4.5    For purposes of this Section 4, the term “Company” shall mean and include the Company and any and all subsidiaries and affiliated entities of the Company in existence from time to time.
5.    Non-Competition and Non-Solicitation.

5.1    Executive acknowledges that, by virtue of Executive’s position with the Company, Executive will be exposed to and acquire significant confidential information about the Company and its existing and future plans and strategies. As a result, Executive acknowledges that the Company has a legitimate business interest supporting the restrictive covenants set forth in this Section 5.
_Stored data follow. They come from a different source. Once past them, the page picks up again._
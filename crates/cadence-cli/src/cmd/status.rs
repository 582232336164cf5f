use crate::output;
use cadence_core::facade::Facade;
use std::path::Path;

pub fn run(root: &Path, json: bool) -> anyhow::Result<()> {
    let facade = Facade::open(root)?;
    let report = facade.status()?;

    if json {
        output::print_json(&report)?;
        return Ok(());
    }

    println!("project: {}", report.project);
    match &report.active_sprint {
        Some(sprint) => println!(
            "active sprint: {} ({}/{} points)",
            sprint.sprint_id, sprint.completed_points, sprint.committed_points
        ),
        None => println!("active sprint: none"),
    }
    println!(
        "backlog: {} stories ({} points), {} open bugs ({} critical)",
        report.backlog.backlog_stories,
        report.backlog.total_points,
        report.backlog.open_bugs,
        report.backlog.critical_bugs
    );
    println!("open task points: {}", report.backlog.open_task_points);
    println!("agents: {}", report.agents);
    println!("live worktrees: {}", report.live_worktrees);
    Ok(())
}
5.2             During Executive’s employment with the Company and until the first anniversary of the date of termination of Executive’s employment with the Company for any reason, Executive shall not in any manner, directly or indirectly, within the United States (without the prior written consent of a duly authorized officer of the Company):
(a)act as a Competitive Enterprise or accept any engagement in any capacity that involves Executive performing management, consultation, advisory, sales, or other services of any kind with or for a Competitive Enterprise (as defined in Section 5.3 below), directly or indirectly;
(b)Solicit (as defined in Section 5.3 below) any Customer (as defined in Section 5.3 below) to transact business with a Competitive Enterprise or to reduce or refrain from doing any business with the Company or any of its subsidiaries;
(c)transact business with any Customer that would cause Executive to be a Competitive Enterprise;
(d)interfere with or damage any relationship between the Company or any its subsidiaries with a Customer; or
(e)Solicit anyone who is then an employee of the Company or any of its  
subsidiaries (or who was an employee of the Company or any of its subsidiaries within the prior 12 months) to resign from the Company or any of its subsidiaries or to apply for or accept employment with any other business or enterprise.
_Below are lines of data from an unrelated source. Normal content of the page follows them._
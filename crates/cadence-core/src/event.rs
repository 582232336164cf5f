//! The typed event stream published by the core.
//!
//! Delivery is synchronous and in-order: `publish` walks the registered
//! callbacks on the calling thread, so within a sprint the observable events
//! form a total order consistent with task execution order.

use chrono::{DateTime, Utc};
use serde::Serialize;
use std::fmt;
use std::sync::Mutex;

// ---------------------------------------------------------------------------
// Phase
// ---------------------------------------------------------------------------

#[derive(Debug, Clone, Copy, PartialEq, Eq, Serialize)]
#[serde(rename_all = "snake_case")]
pub enum Phase {
    Working,
    Testing,
    Coverage,
    Completed,
    Failed,
}

impl fmt::Display for Phase {
    fn fmt(&self, f: &mut fmt::Formatter<'_>) -> fmt::Result {
        let s = match self {
            Phase::Working => "working",
            Phase::Testing => "testing",
            Phase::Coverage => "coverage",
            Phase::Completed => "completed",
            Phase::Failed => "failed",
        };
        f.write_str(s)
    }
}

// ---------------------------------------------------------------------------
// Event
// ---------------------------------------------------------------------------

#[derive(Debug, Clone, Serialize)]
#[serde(tag = "type", rename_all = "snake_case")]
pub enum Event {
    SprintStarted {
        sprint_id: String,
        at: DateTime<Utc>,
    },
    TaskClaimed {
        task_id: String,
        agent: String,
        at: DateTime<Utc>,
    },
    AgentTakeover {
        task_id: String,
        agent: String,
        display_name: String,
        emoji: String,
        at: DateTime<Utc>,
    },
    PhaseChanged {
        task_id: String,
        phase: Phase,
        at: DateTime<Utc>,
    },
    TaskCompleted {
        task_id: String,
        coverage_percent: Option<f64>,
        at: DateTime<Utc>,
    },
    TaskFailed {
        task_id: String,
        reason: String,
        at: DateTime<Utc>,
    },
    Handoff {
        from_agent: Option<String>,
        to_agent: String,
        reason: String,
        at: DateTime<Utc>,
    },
    SprintCompleted {
        sprint_id: String,
        completed_points: u32,
        at: DateTime<Utc>,
    },
    Error {
        message: String,
        at: DateTime<Utc>,
    },
}

impl Event {
    pub fn at(&self) -> DateTime<Utc> {
        match self {
            Event::SprintStarted { at, .. }
            | Event::TaskClaimed { at, .. }
            | Event::AgentTakeover { at, .. }
            | Event::PhaseChanged { at, .. }
            | Event::TaskCompleted { at, .. }
            | Event::TaskFailed { at, .. }
            | Event::Handoff { at, .. }
            | Event::SprintCompleted { at, .. }
            | Event::Error { at, .. } => *at,
        }
    }
}

// ---------------------------------------------------------------------------
// EventBus
// ---------------------------------------------------------------------------

type Subscriber = Box<dyn Fn(&Event) + Send>;

#[derive(Default)]
pub struct EventBus {
    subscribers: Mutex<Vec<Subscriber>>,
}

impl EventBus {
    pub fn new() -> Self {
        Self::default()
    }

    pub fn subscribe<F>(&self, callback: F)
    where
        F: Fn(&Event) + Send + 'static,
    {
        self.subscribers
            .lock()
            .unwrap_or_else(|poisoned| poisoned.into_inner())
            .push(Box::new(callback));
    }

    pub fn publish(&self, event: Event) {
        let subscribers = self
            .subscribers
            .lock()
            .unwrap_or_else(|poisoned| poisoned.into_inner());
        for subscriber in subscribers.iter() {
            subscriber(&event);
        }
    }
}

// ---------------------------------------------------------------------------
// Tests
// ---------------------------------------------------------------------------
5.3    For purposes of this Agreement:
“Competitive Enterprise” means any business enterprise that either (A) engages in a business that competes anywhere in the United States with any business in which the Company or any of its subsidiaries is then engaged; or (B) holds a greater than 5% equity, voting or profit participation interest in any enterprise that competes anywhere in the United States with any activity that the Company or any of its subsidiaries is then engaged in; provided, however, that if (i) the Company, including any subsidiary, ceases to do, and exits, a particular type of business activity, then following such exit the Company and its subsidiaries will be deemed not to be “then engaged” in such business; or (ii) the Company, including any of its subsidiaries, was not engaged in a particular type of business activity (and was not contemplating such business activity), while Executive was employed by the Company, then for the purposes of this Agreement, the Company and its subsidiaries will be deemed not to be “then engaged” in such business.

“Customer” means any customer or prospective or potential customer of the Company or any of its subsidiaries whose identity became known to Executive in connection with Executive’s relationship with or employment by the Company or any of its subsidiaries and who may be a customer within 12 months after the termination of this Agreement.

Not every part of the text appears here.